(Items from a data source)
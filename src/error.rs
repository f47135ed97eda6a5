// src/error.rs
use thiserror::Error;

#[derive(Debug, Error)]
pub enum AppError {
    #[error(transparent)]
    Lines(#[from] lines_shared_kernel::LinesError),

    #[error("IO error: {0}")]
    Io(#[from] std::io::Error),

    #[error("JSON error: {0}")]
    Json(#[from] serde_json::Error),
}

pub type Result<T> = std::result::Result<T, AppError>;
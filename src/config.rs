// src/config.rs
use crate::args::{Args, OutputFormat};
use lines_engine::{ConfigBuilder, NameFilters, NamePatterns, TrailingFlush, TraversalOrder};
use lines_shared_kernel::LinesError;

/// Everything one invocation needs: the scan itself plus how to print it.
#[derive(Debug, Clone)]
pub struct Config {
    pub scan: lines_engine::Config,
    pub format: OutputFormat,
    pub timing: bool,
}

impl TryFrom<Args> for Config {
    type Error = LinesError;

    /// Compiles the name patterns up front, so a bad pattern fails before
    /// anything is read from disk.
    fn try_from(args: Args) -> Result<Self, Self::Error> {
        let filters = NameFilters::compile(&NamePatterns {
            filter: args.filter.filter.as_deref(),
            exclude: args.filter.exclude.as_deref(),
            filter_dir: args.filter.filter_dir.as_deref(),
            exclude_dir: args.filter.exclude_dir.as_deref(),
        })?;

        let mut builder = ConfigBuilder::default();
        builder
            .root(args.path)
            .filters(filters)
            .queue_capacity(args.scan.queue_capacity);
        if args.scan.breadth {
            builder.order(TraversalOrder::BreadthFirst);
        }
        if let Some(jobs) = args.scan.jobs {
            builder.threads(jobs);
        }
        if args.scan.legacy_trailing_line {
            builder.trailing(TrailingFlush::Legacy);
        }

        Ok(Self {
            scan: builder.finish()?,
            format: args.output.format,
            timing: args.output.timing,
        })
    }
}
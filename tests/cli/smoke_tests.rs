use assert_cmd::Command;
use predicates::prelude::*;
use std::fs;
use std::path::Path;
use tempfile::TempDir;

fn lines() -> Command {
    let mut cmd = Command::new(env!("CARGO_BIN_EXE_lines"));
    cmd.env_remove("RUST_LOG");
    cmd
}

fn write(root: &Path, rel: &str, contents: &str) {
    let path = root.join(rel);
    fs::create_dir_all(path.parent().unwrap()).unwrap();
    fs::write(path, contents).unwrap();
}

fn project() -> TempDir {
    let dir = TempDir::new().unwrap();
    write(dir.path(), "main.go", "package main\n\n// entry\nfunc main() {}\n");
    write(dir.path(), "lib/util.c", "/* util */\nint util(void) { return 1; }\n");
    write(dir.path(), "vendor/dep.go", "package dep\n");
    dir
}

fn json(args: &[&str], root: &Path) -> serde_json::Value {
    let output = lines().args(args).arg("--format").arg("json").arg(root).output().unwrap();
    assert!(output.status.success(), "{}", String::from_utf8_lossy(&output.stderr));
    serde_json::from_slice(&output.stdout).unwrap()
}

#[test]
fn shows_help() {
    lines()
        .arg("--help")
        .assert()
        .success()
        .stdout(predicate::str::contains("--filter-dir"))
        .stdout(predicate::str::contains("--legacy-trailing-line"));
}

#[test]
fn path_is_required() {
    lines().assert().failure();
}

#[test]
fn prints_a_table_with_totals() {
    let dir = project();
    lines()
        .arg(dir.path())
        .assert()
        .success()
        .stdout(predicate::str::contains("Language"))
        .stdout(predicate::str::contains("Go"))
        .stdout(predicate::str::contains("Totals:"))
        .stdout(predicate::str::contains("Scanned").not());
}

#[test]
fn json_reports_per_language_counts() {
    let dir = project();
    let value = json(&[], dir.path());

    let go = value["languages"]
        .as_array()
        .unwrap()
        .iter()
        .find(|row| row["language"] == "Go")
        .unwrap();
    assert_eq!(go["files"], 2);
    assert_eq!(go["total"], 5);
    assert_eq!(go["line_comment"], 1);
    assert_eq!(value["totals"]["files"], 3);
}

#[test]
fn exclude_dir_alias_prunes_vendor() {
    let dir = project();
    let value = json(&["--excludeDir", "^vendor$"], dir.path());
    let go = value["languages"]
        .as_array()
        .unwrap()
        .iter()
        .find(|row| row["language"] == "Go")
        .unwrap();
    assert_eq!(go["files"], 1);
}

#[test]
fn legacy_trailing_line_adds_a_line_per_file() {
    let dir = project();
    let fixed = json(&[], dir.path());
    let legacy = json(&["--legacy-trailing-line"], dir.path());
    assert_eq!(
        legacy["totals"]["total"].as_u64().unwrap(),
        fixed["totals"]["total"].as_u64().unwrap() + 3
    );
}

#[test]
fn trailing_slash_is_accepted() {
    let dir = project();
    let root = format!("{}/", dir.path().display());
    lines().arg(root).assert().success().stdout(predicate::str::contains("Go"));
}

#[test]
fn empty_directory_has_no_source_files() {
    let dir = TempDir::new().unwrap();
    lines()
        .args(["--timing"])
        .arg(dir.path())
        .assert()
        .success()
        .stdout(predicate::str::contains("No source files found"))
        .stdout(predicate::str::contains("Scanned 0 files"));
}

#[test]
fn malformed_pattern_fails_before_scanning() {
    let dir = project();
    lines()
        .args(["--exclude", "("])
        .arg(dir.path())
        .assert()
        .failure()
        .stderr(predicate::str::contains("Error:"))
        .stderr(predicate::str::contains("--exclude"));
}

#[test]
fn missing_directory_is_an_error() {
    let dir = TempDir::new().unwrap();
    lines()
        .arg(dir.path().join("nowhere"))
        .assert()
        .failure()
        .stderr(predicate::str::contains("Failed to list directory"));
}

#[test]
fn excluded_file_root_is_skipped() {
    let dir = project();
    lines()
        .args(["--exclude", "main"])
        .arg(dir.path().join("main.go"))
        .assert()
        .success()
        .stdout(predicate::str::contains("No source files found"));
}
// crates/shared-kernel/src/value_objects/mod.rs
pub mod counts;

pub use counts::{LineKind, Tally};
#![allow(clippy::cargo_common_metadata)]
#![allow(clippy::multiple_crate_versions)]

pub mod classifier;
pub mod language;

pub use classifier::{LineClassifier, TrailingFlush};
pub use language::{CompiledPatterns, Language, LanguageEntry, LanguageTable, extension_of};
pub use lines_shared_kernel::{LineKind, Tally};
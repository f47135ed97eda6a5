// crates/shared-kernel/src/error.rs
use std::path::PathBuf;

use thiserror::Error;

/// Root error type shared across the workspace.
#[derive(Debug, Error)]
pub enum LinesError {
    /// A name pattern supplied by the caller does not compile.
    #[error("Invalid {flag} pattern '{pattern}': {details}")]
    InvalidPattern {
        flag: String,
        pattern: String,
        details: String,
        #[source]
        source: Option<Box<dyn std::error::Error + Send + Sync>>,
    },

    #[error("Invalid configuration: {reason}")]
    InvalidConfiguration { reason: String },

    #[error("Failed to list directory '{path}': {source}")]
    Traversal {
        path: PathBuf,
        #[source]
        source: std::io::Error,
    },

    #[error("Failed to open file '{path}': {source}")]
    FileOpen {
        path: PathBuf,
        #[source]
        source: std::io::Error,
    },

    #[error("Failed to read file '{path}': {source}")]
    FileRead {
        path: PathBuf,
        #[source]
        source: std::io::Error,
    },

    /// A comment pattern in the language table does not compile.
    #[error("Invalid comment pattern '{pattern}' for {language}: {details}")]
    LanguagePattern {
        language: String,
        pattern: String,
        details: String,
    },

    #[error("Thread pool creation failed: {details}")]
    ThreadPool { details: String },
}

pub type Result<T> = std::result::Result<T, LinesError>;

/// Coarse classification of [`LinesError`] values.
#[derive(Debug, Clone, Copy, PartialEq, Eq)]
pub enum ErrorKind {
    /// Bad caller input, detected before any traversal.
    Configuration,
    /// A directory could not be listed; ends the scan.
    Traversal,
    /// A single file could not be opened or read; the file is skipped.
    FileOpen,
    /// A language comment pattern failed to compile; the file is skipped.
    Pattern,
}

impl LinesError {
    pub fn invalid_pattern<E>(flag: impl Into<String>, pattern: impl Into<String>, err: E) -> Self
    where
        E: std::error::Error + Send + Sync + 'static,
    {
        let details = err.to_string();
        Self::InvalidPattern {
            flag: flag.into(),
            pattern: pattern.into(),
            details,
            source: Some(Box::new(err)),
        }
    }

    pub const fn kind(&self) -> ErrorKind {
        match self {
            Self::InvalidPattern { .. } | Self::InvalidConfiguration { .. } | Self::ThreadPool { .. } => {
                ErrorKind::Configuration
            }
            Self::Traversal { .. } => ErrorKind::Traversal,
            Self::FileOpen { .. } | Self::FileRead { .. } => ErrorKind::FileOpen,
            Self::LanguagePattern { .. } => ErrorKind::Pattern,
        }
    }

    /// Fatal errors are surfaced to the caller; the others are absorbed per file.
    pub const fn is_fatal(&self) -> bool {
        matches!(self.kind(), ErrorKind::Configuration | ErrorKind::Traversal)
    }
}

HOW TO COMPLETE THIS TASK — All lines carrying the word "InvalidPattern" must be copied from the data above.

ANSWER BOX —
    InvalidPattern {
        Self::InvalidPattern {
            Self::InvalidPattern { .. } | Self::InvalidConfiguration { .. } | Self::ThreadPool { .. } => {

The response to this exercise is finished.